##### GIVEN ENTRIES

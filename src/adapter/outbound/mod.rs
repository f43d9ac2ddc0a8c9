//! Persona store implementations.

pub mod memory;
pub mod sqlite;
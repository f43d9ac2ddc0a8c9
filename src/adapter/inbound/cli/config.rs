//! Handler for the `config` command group.

use std::path::Path;

use crate::adapter::inbound::cli::output;
use crate::error::Result;
use crate::infrastructure::config::settings::Config;

/// Execute `config show`.
pub fn execute_show(path: &Path) -> Result<()> {
    let config = Config::load_or_default(path)?;

    output::section("Server");
    output::field("Bind", &config.server.bind);
    output::field("Max body bytes", config.server.max_body_bytes);

    output::section("Database");
    output::field("Path", &config.database.path);
    output::field("Max connections", config.database.max_connections);
    output::field("Busy timeout", format!("{} ms", config.database.busy_timeout_ms));

    output::section("Logging");
    output::field("Level", &config.logging.level);
    output::field("Format", &config.logging.format);
    Ok(())
}

/// Execute `config validate`.
pub fn execute_validate(path: &Path) -> Result<()> {
    Config::load(path)?;
    output::success(&format!("{} is valid", path.display()));
    Ok(())
}
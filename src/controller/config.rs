use crate::sdk::{StartCallConfig, CALL_SAMPLE_RATE, DEFAULT_DEVICE_ID};
use serde::{Deserialize, Serialize};
use std::time::Duration;

/// Configuration for a call controller
#[derive(Debug, Clone, Serialize, Deserialize)]
pub struct ControllerConfig {
    /// Name used in log output
    pub name: String,

    /// Audio sample rate requested from the SDK
    /// Default: 24000 Hz
    pub sample_rate: u32,

    /// Capture device passed to the SDK
    pub capture_device_id: String,

    /// Playback device passed to the SDK
    pub playback_device_id: String,

    /// Whether the SDK should emit raw audio samples
    pub emit_raw_audio_samples: bool,

    /// How long an active call may outlive an SDK `error` event without a
    /// `call_ended` before it is treated as dead
    /// Default: 5 seconds
    pub error_grace: Duration,
}

impl Default for ControllerConfig {
    fn default() -> Self {
        Self {
            name: "voice-call".to_string(),
            sample_rate: CALL_SAMPLE_RATE,
            capture_device_id: DEFAULT_DEVICE_ID.to_string(),
            playback_device_id: DEFAULT_DEVICE_ID.to_string(),
            emit_raw_audio_samples: false,
            error_grace: Duration::from_secs(5),
        }
    }
}

impl ControllerConfig {
    /// SDK start parameters for the given access token
    pub fn start_config(&self, access_token: String) -> StartCallConfig {
        StartCallConfig {
            access_token,
            sample_rate: self.sample_rate,
            capture_device_id: self.capture_device_id.clone(),
            playback_device_id: self.playback_device_id.clone(),
            emit_raw_audio_samples: self.emit_raw_audio_samples,
        }
    }
}
use super::status::CallStatus;
use crate::error::{CallError, CallResult, ErrorKind};
use crate::sdk::CallEvent;
use crate::transcript::normalize_update;
use chrono::{DateTime, Utc};
use serde::{Deserialize, Serialize};

/// Derived call state exposed to the presentation layer
#[derive(Debug, Clone, PartialEq, Serialize, Deserialize)]
pub struct CallSnapshot {
    /// Current phase
    pub status: CallStatus,

    /// Human-readable rendering of `status`
    pub status_text: String,

    /// True strictly between `call_started` and `call_ended` (or stop)
    pub is_active: bool,

    /// Latest normalized transcript
    pub transcript: String,

    /// Whether the agent is currently speaking
    pub agent_talking: bool,

    /// Kind of the most recent failure, cleared when a new call starts
    pub last_error: Option<ErrorKind>,

    /// When this snapshot was produced
    pub updated_at: DateTime<Utc>,
}

/// Result of applying one SDK event
#[derive(Debug, Clone, PartialEq, Eq)]
pub enum EventOutcome {
    Applied,
    /// Event recognized but carried nothing to change
    Unchanged,
    Ignored(&'static str),
    /// Error during an active call; watchdog armed for this epoch
    ArmWatchdog(u64),
}

/// How a finished `start()` relates to the current generation
#[derive(Debug, Clone, Copy, PartialEq, Eq)]
pub enum StartCompletion {
    Current,
    /// A stop or newer start superseded this one
    Stale { abandon_session: bool },
}

/// Mutable call session state.
///
/// Every transition goes through these methods; the controller only
/// serializes access and publishes snapshots.
#[derive(Debug, Default)]
pub struct SessionState {
    status: CallStatus,
    is_active: bool,
    transcript: String,
    agent_talking: bool,
    last_error: Option<ErrorKind>,

    /// Bumped by every start and stop
    generation: u64,

    /// Generation whose session events are expected
    expected: Option<u64>,

    /// A start() is suspended somewhere before completion
    starting: bool,

    /// Generation whose SDK session is opening or being torn down.
    /// Survives stop; no new start begins until it clears.
    sdk_start: Option<u64>,

    /// Bumped whenever a pending error watchdog must be invalidated
    error_epoch: u64,
}

impl SessionState {
    pub fn new() -> Self {
        Self::default()
    }

    pub fn status(&self) -> &CallStatus {
        &self.status
    }

    pub fn is_active(&self) -> bool {
        self.is_active
    }

    pub fn transcript(&self) -> &str {
        &self.transcript
    }

    pub fn agent_talking(&self) -> bool {
        self.agent_talking
    }

    pub fn is_starting(&self) -> bool {
        self.starting
    }

    pub fn sdk_start_pending(&self) -> bool {
        self.sdk_start.is_some()
    }

    pub fn generation(&self) -> u64 {
        self.generation
    }

    pub fn snapshot(&self) -> CallSnapshot {
        CallSnapshot {
            status: self.status.clone(),
            status_text: self.status.to_string(),
            is_active: self.is_active,
            transcript: self.transcript.clone(),
            agent_talking: self.agent_talking,
            last_error: self.last_error,
            updated_at: Utc::now(),
        }
    }

    /// Open a new start generation, or `None` if a call is active, starting,
    /// or an earlier SDK session is still opening
    pub fn begin_start(&mut self) -> Option<u64> {
        if self.is_active || self.starting || self.sdk_start.is_some() {
            return None;
        }

        self.generation += 1;
        self.expected = Some(self.generation);
        self.starting = true;
        self.last_error = None;
        self.status = CallStatus::RequestingPermission;

        Some(self.generation)
    }

    pub fn is_current(&self, generation: u64) -> bool {
        self.generation == generation
    }

    /// Move a pending start to `status` if it is still current
    pub fn advance(&mut self, generation: u64, status: CallStatus) -> bool {
        if !self.is_current(generation) {
            return false;
        }
        self.status = status;
        true
    }

    /// Claim the SDK for `generation` right before `start_call`
    pub fn begin_sdk_start(&mut self, generation: u64) -> bool {
        if !self.is_current(generation) {
            return false;
        }
        self.sdk_start = Some(generation);
        true
    }

    /// Release the SDK claim once the session is live or torn down
    pub fn end_sdk_start(&mut self, generation: u64) {
        if self.sdk_start == Some(generation) {
            self.sdk_start = None;
        }
    }

    /// Settle a start. A stale start that opened a session keeps its SDK
    /// claim until the caller has stopped that session.
    pub fn finish_start(&mut self, generation: u64, result: &CallResult<bool>) -> StartCompletion {
        if !self.is_current(generation) {
            let opened = matches!(result, Ok(true));
            if !opened {
                self.end_sdk_start(generation);
            }
            return StartCompletion::Stale {
                abandon_session: opened,
            };
        }

        self.starting = false;
        self.end_sdk_start(generation);

        match result {
            Ok(_) => {
                // call_started may already have arrived, and a call_ended or
                // error may already have replaced the pending status
                if !self.is_active && self.status.is_pending() {
                    self.status = CallStatus::Connecting;
                }
            }
            Err(err) => {
                self.is_active = false;
                self.expected = None;
                self.record_error(err);
            }
        }

        StartCompletion::Current
    }

    /// Invalidate any outstanding start and watchdog
    pub fn begin_stop(&mut self) {
        self.generation += 1;
        self.expected = None;
        self.starting = false;
        self.error_epoch += 1;
    }

    /// Stop always leaves the session inactive, whatever the SDK reported
    pub fn finish_stop(&mut self) {
        self.is_active = false;
        self.agent_talking = false;
        self.status = CallStatus::Stopped;
    }

    pub fn apply_event(&mut self, event: &CallEvent) -> EventOutcome {
        match event {
            CallEvent::CallStarted => {
                if self.expected.is_none() {
                    return EventOutcome::Ignored("no call start is outstanding");
                }
                self.error_epoch += 1;
                self.is_active = true;
                self.status = CallStatus::Active;
                EventOutcome::Applied
            }
            CallEvent::CallEnded => {
                self.error_epoch += 1;
                let in_call = self.is_active || self.expected.is_some();
                self.is_active = false;
                self.agent_talking = false;
                self.expected = None;
                if !in_call {
                    return EventOutcome::Ignored("no call in progress");
                }
                self.status = CallStatus::Ended;
                EventOutcome::Applied
            }
            CallEvent::AgentStartTalking => {
                self.agent_talking = true;
                EventOutcome::Applied
            }
            CallEvent::AgentStopTalking => {
                self.agent_talking = false;
                EventOutcome::Applied
            }
            CallEvent::Update(update) => match normalize_update(update) {
                Some(text) => {
                    self.transcript = text;
                    EventOutcome::Applied
                }
                None => EventOutcome::Unchanged,
            },
            CallEvent::Error { message } => {
                self.record_error(&CallError::runtime(message.as_deref()));
                if self.is_active {
                    self.error_epoch += 1;
                    EventOutcome::ArmWatchdog(self.error_epoch)
                } else {
                    EventOutcome::Applied
                }
            }
        }
    }

    /// Expire an error watchdog; true if it deactivated the call
    pub fn fire_watchdog(&mut self, epoch: u64) -> bool {
        if epoch != self.error_epoch || !self.is_active {
            return false;
        }
        self.is_active = false;
        self.agent_talking = false;
        self.expected = None;
        true
    }

    fn record_error(&mut self, err: &CallError) {
        self.status = CallStatus::from_error(err);
        self.last_error = Some(err.kind());
    }
}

##########

From the entries above, write out only the lines starting at the line that holds "pub fn snapshot(&self)" and ending at the line that holds "self.last_error = None;", keeping both and matching them exactly.

- _YOUR SOLUTION_
    pub fn snapshot(&self) -> CallSnapshot {
        CallSnapshot {
            status: self.status.clone(),
            status_text: self.status.to_string(),
            is_active: self.is_active,
            transcript: self.transcript.clone(),
            agent_talking: self.agent_talking,
            last_error: self.last_error,
            updated_at: Utc::now(),
        }
    }

    /// Open a new start generation, or `None` if a call is active, starting,
    /// or an earlier SDK session is still opening
    pub fn begin_start(&mut self) -> Option<u64> {
        if self.is_active || self.starting || self.sdk_start.is_some() {
            return None;
        }

        self.generation += 1;
        self.expected = Some(self.generation);
        self.starting = true;
        self.last_error = None;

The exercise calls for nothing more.